Un bambino o una bambina di Neanderthal
Un team di ricercatori della Harvard University (Stati Uniti) e del Max Planck Institute in Germania ha scoperto che i bambini di Neanderthal maturavano più in fretta di quelli di oggi perché costretti a confrontarsi con situazioni estremamente rischiose per la loro incolumità, mentre i loro parenti più stretti crescevano più lentamente ma avevano una vita più lunga. I risultati di questo studio lasciano supporre che la gradualità del nostro sviluppo e la durata dell’infanzia siano caratteristiche relativamente nuove e proprie della nostra specie.
Per arrivare a questa scoperta gli studiosi hanno utilizzato un supermicroscopio e tecnologie a raggi X per esaminare la dentatura di 11 campioni di uomini di Neanderthal e fossili umani (tra cui il primo fossile di ominidi), rinvenuti in Belgio nel biennio 1829-30. L’individuo a cui appartenevano alcuni dei resti aveva appena 3 anni al momento della morte e non 4 o 5 come ritenuto finora.
L’analisi della dentatura consente di comprendere lo sviluppo nel suo complesso, come dice Tanya Smith del Dipartimento di Biologia umana evolutiva: «I denti sono dei veri e propri registri del tempo che passa.

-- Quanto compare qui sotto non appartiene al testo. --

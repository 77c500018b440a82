use {
    crate::prelude::*,
    knotline::{fatal, Flow, Knot, ProtocolExtension},
    std::{
        collections::HashMap,
        sync::{Arc, Mutex},
    },
};

/// Callback for one event message: `(command_id, event_id, info)`.
pub type EventCallback = Arc<dyn Fn(u64, u64, Knot) + Send + Sync>;

/// Registry of event callbacks keyed by command id.
///
/// Event messages may arrive interleaved inside a RESULTS block (the
/// numbered senders feed those here) or on their own between frames, for
/// which this type doubles as the extension for the standalone `EVENTMSG`
/// token. Callbacks stay registered until removed, since events may still
/// be reported for a command whose results already returned.
#[derive(Default)]
pub struct EventMessageMonitor {
    callbacks: Mutex<HashMap<u64, EventCallback>>,
    /// Set while the standalone extension waits for the id line that
    /// follows an `EVENTMSG` token.
    awaiting_info: Mutex<bool>,
}

impl EventMessageMonitor {
    pub fn new() -> Self {
        Self::default()
    }

    pub fn register_callback(&self, command_id: u64, cb: EventCallback) {
        let mut callbacks = self.callbacks.lock().unwrap();
        callbacks.insert(command_id, cb);
    }

    pub fn get_callback(&self, command_id: u64) -> Option<EventCallback> {
        self.callbacks.lock().unwrap().get(&command_id).cloned()
    }

    pub fn remove_callback(&self, command_id: u64) {
        self.callbacks.lock().unwrap().remove(&command_id);
    }

    /// Parses `<cmd_id> <event_id>[ <info>]` and dispatches to the
    /// callback registered for `cmd_id`, if any.
    pub fn dispatch_info_line(&self, line: &Knot) {
        let (command_id, event_id, info) = parse_event_info(line);
        debug!(command_id, event_id, "event message received");
        if let Some(cb) = self.get_callback(command_id) {
            cb(command_id, event_id, info);
        }
    }
}

/// Splits an event info line into its command id, event id, and optional
/// trailing info bytes.
pub(crate) fn parse_event_info(line: &Knot) -> (u64, u64, Knot) {
    let first_space = line.find(b' ', line.begin());
    if first_space.is_end() {
        fatal!("malformed event message line: {:?}", line.to_string());
    }
    let command_id = parse_id(&line.sub_knot(line.begin(), first_space));

    let rest = line.sub_knot(line.next_cursor(first_space), knotline::Cursor::End);
    let second_space = rest.find(b' ', rest.begin());
    if second_space.is_end() {
        (command_id, parse_id(&rest), Knot::new())
    } else {
        let event_id = parse_id(&rest.sub_knot(rest.begin(), second_space));
        let info = rest.sub_knot(rest.next_cursor(second_space), knotline::Cursor::End);
        (command_id, event_id, info)
    }
}

pub(crate) fn parse_id(knot: &Knot) -> u64 {
    let text = knot.to_string();
    match text.parse() {
        Ok(id) => id,
        Err(_) => fatal!("expected a decimal id, received {:?}", text),
    }
}

impl ProtocolExtension for EventMessageMonitor {
    fn on_start(&self, _start_line: Knot) -> Flow {
        *self.awaiting_info.lock().unwrap() = true;
        Flow::Continue
    }

    fn on_line(&self, line: Knot) -> Flow {
        let mut awaiting = self.awaiting_info.lock().unwrap();
        if !*awaiting {
            fatal!("event monitor received a line it was not expecting");
        }
        *awaiting = false;
        drop(awaiting);
        self.dispatch_info_line(&line);
        Flow::Done
    }

    fn on_raw(&self, _data: Knot) -> Flow {
        fatal!("raw data inside an event message");
    }
}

Colpisce che i nostri primi molari contengono un minuscolo “certificato di nascita” che consente di calcolare con esattezza l’età di un bambino al momento della morte». Dall’analisi risulta anche che i bambini di Neanderthal avevano accumulato molto stress. I loro denti crescevano molto più rapidamente rispetto a quanto accade nella nostra specie e in alcuni gruppi di esseri umani moderni che lasciarono l’Africa circa 100mila anni fa.
«Questi nuovi metodi offrono l’opportunità unica di studiare le origini di una peculiarità della nostra specie, ovvero il passaggio da una strategia primitiva del “vivere intensamente ma per breve tempo” alla strategia del “vivere lentamente ma a lungo” che ha consentito agli esseri umani di diventare gli organismi più resistenti del pianeta». In questo modo l’Homo Sapiens è riuscito ad acquisire capacità cognitive più complesse e maggiori capacità di apprendimento che gli hanno consentito di avere un ampio vantaggio sull’uomo di Neanderthal, scomparso 28mila anni fa.
Lo studio dimostra inoltre che altri primati si sviluppano con ritmi più elevati, hanno tempi di gestazione ridotti, si riproducono in giovane età e hanno un’aspettativa di vita a inferiore a quella dell’uomo moderno.